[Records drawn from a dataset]

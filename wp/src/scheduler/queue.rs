//! Queue entry, worker record, and statistics types for the scheduler

use std::collections::HashMap;

use serde::{Deserialize, Serialize};
use std::time::Duration;

use crate::domain::{Task, now_ms};

/// A pending task plus its queue ordering key
///
/// Ordering is by effective priority (descending), then submission sequence
/// (ascending), so equal-priority tasks dequeue in FIFO order.
#[derive(Debug, Clone)]
pub struct PendingEntry {
    pub task: Task,
    pub effective_priority: i64,
    pub seq: u64,
}

impl PendingEntry {
    /// Wrap a task for queue insertion at the given submission sequence
    pub fn new(task: Task, seq: u64) -> Self {
        let effective_priority = task.effective_priority();
        Self {
            task,
            effective_priority,
            seq,
        }
    }
}

impl Eq for PendingEntry {}

impl PartialEq for PendingEntry {
    fn eq(&self, other: &Self) -> bool {
        self.effective_priority == other.effective_priority && self.seq == other.seq
    }
}

impl Ord for PendingEntry {
    fn cmp(&self, other: &Self) -> std::cmp::Ordering {
        // Higher priority first, then earlier submission
        self.effective_priority
            .cmp(&other.effective_priority)
            .then_with(|| other.seq.cmp(&self.seq))
    }
}

impl PartialOrd for PendingEntry {
    fn partial_cmp(&self, other: &Self) -> Option<std::cmp::Ordering> {
        Some(self.cmp(other))
    }
}

/// Status of a pool worker slot
#[derive(Debug, Clone, Copy, PartialEq, Eq, Serialize, Deserialize, Default)]
#[serde(rename_all = "snake_case")]
pub enum WorkerStatus {
    /// Waiting for ready work
    #[default]
    Idle,
    /// Executing a task
    Busy,
    /// Last execution ended in an error
    Error,
}

impl std::fmt::Display for WorkerStatus {
    fn fmt(&self, f: &mut std::fmt::Formatter<'_>) -> std::fmt::Result {
        match self {
            Self::Idle => write!(f, "idle"),
            Self::Busy => write!(f, "busy"),
            Self::Error => write!(f, "error"),
        }
    }
}

/// Lifetime record for one pool worker slot
///
/// Mutated only by the owning worker loop (under the scheduler state lock);
/// stats queries receive cloned snapshots.
#[derive(Debug, Clone, Serialize, Deserialize)]
pub struct WorkerRecord {
    pub worker_id: usize,
    pub status: WorkerStatus,
    pub attempted: u64,
    pub succeeded: u64,
    pub failed: u64,
    /// Cumulative time spent executing tasks (ms)
    pub busy_ms: u64,
    /// Id of the task currently executing, if any
    pub current_task: Option<String>,
    /// Last dispatch or completion (Unix ms)
    pub last_activity: i64,
}

impl WorkerRecord {
    /// Create an idle record for a pool slot
    pub fn new(worker_id: usize) -> Self {
        Self {
            worker_id,
            status: WorkerStatus::Idle,
            attempted: 0,
            succeeded: 0,
            failed: 0,
            busy_ms: 0,
            current_task: None,
            last_activity: now_ms(),
        }
    }

    /// Mark a task dispatched to this slot
    pub fn record_dispatch(&mut self, task_id: &str) {
        self.status = WorkerStatus::Busy;
        self.attempted += 1;
        self.current_task = Some(task_id.to_string());
        self.last_activity = now_ms();
    }

    /// Mark the current task finished
    pub fn record_outcome(&mut self, success: bool, elapsed: Duration) {
        if success {
            self.succeeded += 1;
            self.status = WorkerStatus::Idle;
        } else {
            self.failed += 1;
            self.status = WorkerStatus::Error;
        }
        self.busy_ms += elapsed.as_millis() as u64;
        self.current_task = None;
        self.last_activity = now_ms();
    }

    /// Average execution time across attempts (ms)
    pub fn avg_busy_ms(&self) -> f64 {
        if self.attempted == 0 {
            0.0
        } else {
            self.busy_ms as f64 / self.attempted as f64
        }
    }
}

/// Point-in-time snapshot of pool and task aggregates
#[derive(Debug, Clone, Serialize)]
pub struct PoolStats {
    pub workers: Vec<WorkerRecord>,
    pub active_workers: usize,
    pub idle_workers: usize,
    pub error_workers: usize,
    pub pending: usize,
    pub running: usize,
    pub completed: usize,
    pub failed: usize,
    pub cancelled: u64,
    /// Pending tasks per category label
    pub pending_by_category: HashMap<String, usize>,
    /// Advisory per-category limits from the configuration
    pub category_limits: HashMap<String, usize>,
    pub success_rate: f64,
    pub avg_processing_ms: f64,
    pub uptime_ms: u64,
}
//! Scheduler configuration

use serde::{Deserialize, Serialize};
use std::collections::HashMap;
use std::time::Duration;

/// Scheduler configuration
#[derive(Debug, Clone, Serialize, Deserialize)]
pub struct SchedulerConfig {
    /// Number of worker slots in the pool
    #[serde(default = "default_worker_count")]
    pub worker_count: usize,

    /// Upper bound on how long an idle worker parks before rechecking
    /// the queue for tasks whose dependencies completed meanwhile
    #[serde(default = "default_poll_interval_ms")]
    pub poll_interval_ms: u64,

    /// Advisory per-category concurrency limits
    ///
    /// Reported in stats and logged when exceeded; never enforced at
    /// dispatch.
    #[serde(default)]
    pub category_limits: HashMap<String, usize>,
}

fn default_worker_count() -> usize {
    4
}

fn default_poll_interval_ms() -> u64 {
    50
}

impl Default for SchedulerConfig {
    fn default() -> Self {
        Self {
            worker_count: 4,
            poll_interval_ms: 50,
            category_limits: HashMap::new(),
        }
    }
}

impl SchedulerConfig {
    /// Get the idle poll interval as a Duration
    pub fn poll_interval(&self) -> Duration {
        Duration::from_millis(self.poll_interval_ms)
    }
}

TASK OBJECTIVE »
Give every entry back unchanged. Leave none out.

FINISHED TASK »
filename wp/src/scheduler/queue.rs
//! Queue entry, worker record, and statistics types for the scheduler

use std::collections::HashMap;

use serde::{Deserialize, Serialize};
use std::time::Duration;

use crate::domain::{Task, now_ms};

/// A pending task plus its queue ordering key
///
/// Ordering is by effective priority (descending), then submission sequence
/// (ascending), so equal-priority tasks dequeue in FIFO order.
#[derive(Debug, Clone)]
pub struct PendingEntry {
    pub task: Task,
    pub effective_priority: i64,
    pub seq: u64,
}

impl PendingEntry {
    /// Wrap a task for queue insertion at the given submission sequence
    pub fn new(task: Task, seq: u64) -> Self {
        let effective_priority = task.effective_priority();
        Self {
            task,
            effective_priority,
            seq,
        }
    }
}

impl Eq for PendingEntry {}

impl PartialEq for PendingEntry {
    fn eq(&self, other: &Self) -> bool {
        self.effective_priority == other.effective_priority && self.seq == other.seq
    }
}

impl Ord for PendingEntry {
    fn cmp(&self, other: &Self) -> std::cmp::Ordering {
        // Higher priority first, then earlier submission
        self.effective_priority
            .cmp(&other.effective_priority)
            .then_with(|| other.seq.cmp(&self.seq))
    }
}

impl PartialOrd for PendingEntry {
    fn partial_cmp(&self, other: &Self) -> Option<std::cmp::Ordering> {
        Some(self.cmp(other))
    }
}

/// Status of a pool worker slot
#[derive(Debug, Clone, Copy, PartialEq, Eq, Serialize, Deserialize, Default)]
#[serde(rename_all = "snake_case")]
pub enum WorkerStatus {
    /// Waiting for ready work
    #[default]
    Idle,
    /// Executing a task
    Busy,
    /// Last execution ended in an error
    Error,
}

impl std::fmt::Display for WorkerStatus {
    fn fmt(&self, f: &mut std::fmt::Formatter<'_>) -> std::fmt::Result {
        match self {
            Self::Idle => write!(f, "idle"),
            Self::Busy => write!(f, "busy"),
            Self::Error => write!(f, "error"),
        }
    }
}

/// Lifetime record for one pool worker slot
///
/// Mutated only by the owning worker loop (under the scheduler state lock);
/// stats queries receive cloned snapshots.
#[derive(Debug, Clone, Serialize, Deserialize)]
pub struct WorkerRecord {
    pub worker_id: usize,
    pub status: WorkerStatus,
    pub attempted: u64,
    pub succeeded: u64,
    pub failed: u64,
    /// Cumulative time spent executing tasks (ms)
    pub busy_ms: u64,
    /// Id of the task currently executing, if any
    pub current_task: Option<String>,
    /// Last dispatch or completion (Unix ms)
    pub last_activity: i64,
}

impl WorkerRecord {
    /// Create an idle record for a pool slot
    pub fn new(worker_id: usize) -> Self {
        Self {
            worker_id,
            status: WorkerStatus::Idle,
            attempted: 0,
            succeeded: 0,
            failed: 0,
            busy_ms: 0,
            current_task: None,
            last_activity: now_ms(),
        }
    }

    /// Mark a task dispatched to this slot
    pub fn record_dispatch(&mut self, task_id: &str) {
        self.status = WorkerStatus::Busy;
        self.attempted += 1;
        self.current_task = Some(task_id.to_string());
        self.last_activity = now_ms();
    }

    /// Mark the current task finished
    pub fn record_outcome(&mut self, success: bool, elapsed: Duration) {
        if success {
            self.succeeded += 1;
            self.status = WorkerStatus::Idle;
        } else {
            self.failed += 1;
            self.status = WorkerStatus::Error;
        }
        self.busy_ms += elapsed.as_millis() as u64;
        self.current_task = None;
        self.last_activity = now_ms();
    }

    /// Average execution time across attempts (ms)
    pub fn avg_busy_ms(&self) -> f64 {
        if self.attempted == 0 {
            0.0
        } else {
            self.busy_ms as f64 / self.attempted as f64
        }
    }
}

/// Point-in-time snapshot of pool and task aggregates
#[derive(Debug, Clone, Serialize)]
pub struct PoolStats {
    pub workers: Vec<WorkerRecord>,
    pub active_workers: usize,
    pub idle_workers: usize,
    pub error_workers: usize,
    pub pending: usize,
    pub running: usize,
    pub completed: usize,
    pub failed: usize,
    pub cancelled: u64,
    /// Pending tasks per category label
    pub pending_by_category: HashMap<String, usize>,
    /// Advisory per-category limits from the configuration
    pub category_limits: HashMap<String, usize>,
    pub success_rate: f64,
    pub avg_processing_ms: f64,
    pub uptime_ms: u64,
}
//! Scheduler configuration

use serde::{Deserialize, Serialize};
use std::collections::HashMap;
use std::time::Duration;

/// Scheduler configuration
#[derive(Debug, Clone, Serialize, Deserialize)]
pub struct SchedulerConfig {
    /// Number of worker slots in the pool
    #[serde(default = "default_worker_count")]
    pub worker_count: usize,

    /// Upper bound on how long an idle worker parks before rechecking
    /// the queue for tasks whose dependencies completed meanwhile
    #[serde(default = "default_poll_interval_ms")]
    pub poll_interval_ms: u64,

    /// Advisory per-category concurrency limits
    ///
    /// Reported in stats and logged when exceeded; never enforced at
    /// dispatch.
    #[serde(default)]
    pub category_limits: HashMap<String, usize>,
}

fn default_worker_count() -> usize {
    4
}

fn default_poll_interval_ms() -> u64 {
    50
}

impl Default for SchedulerConfig {
    fn default() -> Self {
        Self {
            worker_count: 4,
            poll_interval_ms: 50,
            category_limits: HashMap::new(),
        }
    }
}

impl SchedulerConfig {
    /// Get the idle poll interval as a Duration
    pub fn poll_interval(&self) -> Duration {
        Duration::from_millis(self.poll_interval_ms)
    }
}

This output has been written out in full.